An IgG primary sequence exposure theory for complement activation using synthetic peptides

Abstract

To establish the mechanism by which IgG, aggregating with antigen¹, triggers the first complement component² (the C1q·C1r·C1s complex), it is important to distinguish the potential sites on the Fc region which may be involved in the interaction. Several studies have implicated the C_H2 region of IgG^3–5. C1 binds weakly to monomeric IgG but strongly to aggregated IgG^6,7, and an analytical ultracentrifugation study of the binding of different IgG subclasses to the C1q subunit suggested that each C1q molecule may have from 12 to 18 receptor sites for immunoglobulin⁸. Although there are conflicting reports of conformational changes in antibody molecules induced by antigens^9–11, electron microscopic studies of rabbit IgG antibody¹² have shown that reduction of a single disulphide bond between the heavy chains in the hinge region allows this immunoglobulin, on contact with its antigen, to undergo strain-release conformational changes in the Fc region, suggesting a potential energy release and perhaps exposure of a cryptic site.
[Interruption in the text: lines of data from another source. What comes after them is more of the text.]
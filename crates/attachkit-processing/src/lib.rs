//! Attachkit Media Processing Library
//!
//! This crate prepares user-selected files for sending: it probes media, produces
//! compressed copies and thumbnails, and normalizes the resulting attachment records.

pub mod builder;
pub mod metadata;
pub mod normalize;
pub mod payload_store;
pub mod tool;
pub mod traits;
pub mod validator;

#[cfg(feature = "image")]
pub mod compression;
#[cfg(feature = "image")]
pub mod image;

#[cfg(feature = "video")]
pub mod video;

#[cfg(feature = "audio")]
pub mod audio;

#[cfg(all(feature = "image", feature = "video", feature = "audio"))]
pub mod prober;

// Re-export commonly used types
pub use builder::AttachmentBuilder;
pub use metadata::{AudioMetadata, CoverArt, ImageMetadata, VideoMetadata};
pub use normalize::prepare_attachments_to_send;
pub use payload_store::{InMemoryPayloadStore, StoredPayload};
pub use tool::ToolError;
pub use traits::{ImageTranscoder, MediaProber, PayloadStore};
pub use validator::{
    content_type_for_filename, content_type_matches_filename, extension_for_content_type,
    replace_extension,
};

#[cfg(feature = "image")]
pub use crate::compression::OutputFormat;
#[cfg(feature = "image")]
pub use crate::image::{ImageOrientation, ImageProcessor, ImageTransformer};

#[cfg(feature = "video")]
pub use video::{PosterExtractor, VideoProcessor};

#[cfg(feature = "audio")]
pub use audio::AudioProcessor;

#[cfg(all(feature = "image", feature = "video", feature = "audio"))]
pub use prober::FfmpegMediaProber;
//! Core traits for attachment preparation
//!
//! The builder only talks to its collaborators through these traits, so probing and
//! transcoding backends can be swapped (or faked in tests) without touching the
//! decision logic.

use async_trait::async_trait;
use bytes::Bytes;

use attachkit_core::{Attachment, PayloadRef};

use crate::metadata::{AudioMetadata, ImageMetadata, VideoMetadata};
use crate::payload_store::StoredPayload;

/// Media prober trait - decodes payloads far enough to learn their shape
#[async_trait]
pub trait MediaProber: Send + Sync {
    /// Displayed dimensions of an image (EXIF orientation applied)
    async fn probe_image(&self, data: Bytes) -> Result<ImageMetadata, anyhow::Error>;

    /// Dimensions and duration of the first video stream
    async fn probe_video(&self, data: Bytes) -> Result<VideoMetadata, anyhow::Error>;

    /// Duration, tags and embedded cover art of an audio track
    async fn probe_audio(&self, data: Bytes) -> Result<AudioMetadata, anyhow::Error>;

    /// A single JPEG frame usable as the video's poster
    async fn video_poster(&self, data: Bytes) -> Result<Bytes, anyhow::Error>;
}

/// Image transcoder trait - produces resized copies in a target encoding
#[async_trait]
pub trait ImageTranscoder: Send + Sync {
    /// Scale both sides by `scale` (capped at 1.0) and encode as `target_mime_type`
    async fn resize(
        &self,
        data: Bytes,
        scale: f64,
        target_mime_type: &str,
    ) -> Result<Bytes, anyhow::Error>;
}

/// Payload store trait - hands out addressable handles to binary content
#[async_trait]
pub trait PayloadStore: Send + Sync {
    /// Keep `data` alive under a fresh handle
    async fn register(&self, data: Bytes, mime_type: &str) -> PayloadRef;

    /// Look up the content behind a handle
    async fn resolve(&self, handle: &PayloadRef) -> Option<StoredPayload>;

    /// Drop the content behind a handle; returns false for unknown handles
    async fn release(&self, handle: &PayloadRef) -> bool;

    /// Number of live handles
    async fn len(&self) -> usize;

    async fn is_empty(&self) -> bool {
        self.len().await == 0
    }

    /// Release every handle an attachment references; returns how many were live.
    ///
    /// Pass the record `build` returned. A normalized copy may have swapped `payload_ref`
    /// for the compressed copy, so it no longer names the original payload handle.
    async fn release_attachment(&self, attachment: &Attachment) -> usize {
        let mut released = 0;
        for handle in attachment.handles() {
            if self.release(handle).await {
                released += 1;
            }
        }
        released
    }
}
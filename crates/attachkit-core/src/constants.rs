//! Sizing constants used when preparing attachments.

/// Longest side (px) of an inline photo sent in standard quality.
pub const MAX_STANDARD_QUALITY_IMG_SIZE: u32 = 1280;

/// Longest side (px) of an inline photo sent in high quality.
pub const MAX_HIGH_QUALITY_IMG_SIZE: u32 = 2560;

/// Longest side (px) of the composer thumbnail.
pub const MAX_THUMB_IMG_SIZE: u32 = 40;

/// Largest accepted `max(w, h) / min(w, h)` for inline media.
pub const MAX_ASPECT_RATIO: f64 = 20.0;

/// Encoding every compressed copy and thumbnail is produced in.
pub const QUICK_PREVIEW_MIME_TYPE: &str = "image/jpeg";

pub const GIF_MIME_TYPE: &str = "image/gif";

/// Prefix of every payload handle handed out by a payload store.
pub const PAYLOAD_REF_PREFIX: &str = "blob:attachkit/";
use image::DynamicImage;
use std::io::Cursor;

/// Image orientation operations (EXIF reading, rotation and flipping)
pub struct ImageOrientation;

impl ImageOrientation {
    /// Read the EXIF orientation tag (1–8). Returns 1 (normal) when the payload has no
    /// EXIF block or the tag is missing or out of range.
    pub fn read_exif_orientation(data: &[u8]) -> u8 {
        let mut cursor = Cursor::new(data);
        let exif = match exif::Reader::new().read_from_container(&mut cursor) {
            Ok(exif) => exif,
            Err(_) => return 1,
        };

        exif.get_field(exif::Tag::Orientation, exif::In::PRIMARY)
            .and_then(|field| field.value.get_uint(0))
            .and_then(|value| u8::try_from(value).ok())
            .filter(|value| (1..=8).contains(value))
            .unwrap_or(1)
    }

    /// Whether an orientation swaps width and height when displayed
    pub fn swaps_dimensions(orientation: u8) -> bool {
        matches!(orientation, 5..=8)
    }

    /// Get rotation and flip operations needed for a given EXIF orientation.
    /// Returns (clockwise rotate angle, flip_horizontal, flip_vertical); rotation is
    /// applied first.
    pub fn get_orientation_transforms(orientation: u8) -> (Option<u16>, bool, bool) {
        match orientation {
            1 => (None, false, false),      // Normal
            2 => (None, true, false),       // Mirror horizontal
            3 => (Some(180), false, false), // Rotate 180
            4 => (None, false, true),       // Mirror vertical
            5 => (Some(90), true, false),   // Transpose
            6 => (Some(90), false, false),  // Rotate 90 CW
            7 => (Some(270), true, false),  // Transverse
            8 => (Some(270), false, false), // Rotate 270 CW
            _ => (None, false, false),      // Invalid, treat as normal
        }
    }

    /// Turn a decoded image the way a viewer honoring EXIF would display it
    pub fn apply_orientation(mut img: DynamicImage, orientation: u8) -> DynamicImage {
        let (rotate, flip_h, flip_v) = Self::get_orientation_transforms(orientation);

        if orientation != 1 {
            tracing::debug!(
                orientation = orientation,
                rotate = ?rotate,
                flip_horizontal = flip_h,
                flip_vertical = flip_v,
                "Applying EXIF orientation"
            );
        }

        img = match rotate {
            Some(90) => img.rotate90(),
            Some(180) => img.rotate180(),
            Some(270) => img.rotate270(),
            _ => img,
        };
        if flip_h {
            img = img.fliph();
        }
        if flip_v {
            img = img.flipv();
        }

        img
    }
}
//! attachkit: prepare files for sending the way the composer does.
//!
//! Configuration comes from `ATTACH_*` variables (and `.env`); see `AttachConfig::from_env`.

use std::path::PathBuf;
use std::sync::Arc;

use anyhow::{bail, Context};
use clap::{Parser, Subcommand, ValueEnum};
use serde::Serialize;

use attachkit_cli::{build_batch, init_tracing, print_attachment_table};
use attachkit_core::{ensure_protocol, AttachConfig, AttachmentOptions};
use attachkit_processing::{
    prepare_attachments_to_send, AttachmentBuilder, FfmpegMediaProber, ImageTransformer,
    InMemoryPayloadStore,
};

#[derive(Parser)]
#[command(name = "attachkit", about = "Build attachment records for local files")]
struct Cli {
    #[command(subcommand)]
    command: Commands,
}

#[derive(Clone, Copy, Debug, ValueEnum)]
enum OutputFormat {
    Json,
    Table,
}

#[derive(Subcommand)]
enum Commands {
    /// Probe files and print the attachment records they produce
    Build {
        /// Files to attach
        #[arg(required = true)]
        files: Vec<PathBuf>,
        /// Use the high-quality quick preview ceiling
        #[arg(long)]
        high_quality: bool,
        /// Normalize for sending, preferring compressed copies
        #[arg(long, conflicts_with = "send_original")]
        send_compressed: bool,
        /// Normalize for sending originals as files
        #[arg(long)]
        send_original: bool,
        /// Output format
        #[arg(long, value_enum, default_value = "table")]
        format: OutputFormat,
        /// Override the mime type instead of inferring it from the extension
        #[arg(long, value_name = "TYPE")]
        mime: Option<String>,
    },
    /// Normalize a link before opening it
    Link {
        /// URL as typed or clicked
        url: String,
    },
}

fn print_json(value: &impl Serialize) -> anyhow::Result<()> {
    let out = serde_json::to_string_pretty(value).context("Serialize output")?;
    println!("{}", out);
    Ok(())
}

async fn build(
    files: Vec<PathBuf>,
    high_quality: bool,
    send_mode: Option<bool>,
    format: OutputFormat,
    mime: Option<String>,
) -> anyhow::Result<()> {
    let config = Arc::new(AttachConfig::from_env().context("Invalid attachment configuration")?);
    let prober = Arc::new(FfmpegMediaProber::from_config(&config)?);
    let transcoder = Arc::new(ImageTransformer::new(config.jpeg_quality));
    let store = Arc::new(InMemoryPayloadStore::new());
    let builder = Arc::new(AttachmentBuilder::new(config, prober, transcoder, store));

    let options = if high_quality {
        AttachmentOptions::high_quality()
    } else {
        AttachmentOptions::default()
    };

    let outcome = build_batch(builder, files, mime.as_deref(), &options).await?;
    for failure in &outcome.failures {
        eprintln!("{}: {}", failure.path.display(), failure.message);
    }
    let failures = outcome.failures.len();
    let mut attachments = outcome.attachments;

    if let Some(send_compressed) = send_mode {
        attachments = prepare_attachments_to_send(&attachments, send_compressed);
    }

    match format {
        OutputFormat::Json => print_json(&attachments)?,
        OutputFormat::Table => print_attachment_table(&attachments),
    }

    if failures > 0 {
        bail!("{} file(s) could not be attached", failures);
    }
    Ok(())
}

#[tokio::main]
async fn main() -> anyhow::Result<()> {
    init_tracing();

    let cli = Cli::parse();

    match cli.command {
        Commands::Build {
            files,
            high_quality,
            send_compressed,
            send_original,
            format,
            mime,
        } => {
            let send_mode = match (send_compressed, send_original) {
                (true, _) => Some(true),
                (_, true) => Some(false),
                _ => None,
            };
            build(files, high_quality, send_mode, format, mime).await?;
        }
        Commands::Link { url } => match ensure_protocol(&url) {
            Some(url) => println!("{}", url),
            None => bail!("Empty link"),
        },
    }

    Ok(())
}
Chemical modification of the tryptophanyl residues of both rabbit and human IgG or their Fc fragments has been shown to reduce then-C1-fixing potentials^13,14. These findings, together with examination of crystallographic structural data¹⁵ and amino acid sequence analyses^16,17 of the C_H2 region of human IgG1, support the possibility that a tryptophanyl residue in position 277 on human IgG (near the hinge region) could be in or near a site involved in the reaction with C1q. To explore this possibility, we have synthesised a series of small peptides resembling the portion of the C_H2 region around the tryptophanyl residue at 277 (Table 1). A series of C1 consumption, C2 destruction, and C3 conversion tests was used to determine the most effective sequence for complement activation and to gain information about the functional nature of the interactions between the peptides and the human complement system. On the basis of these experiments we suggest that the primary structure of a small peptide segment is necessary for effective C1 binding and activation and that conformational changes caused by the reaction of IgG molecules with antigens, by heat aggregation, or by interfacial forces¹⁸ may expose this cryptic biologically active sequence.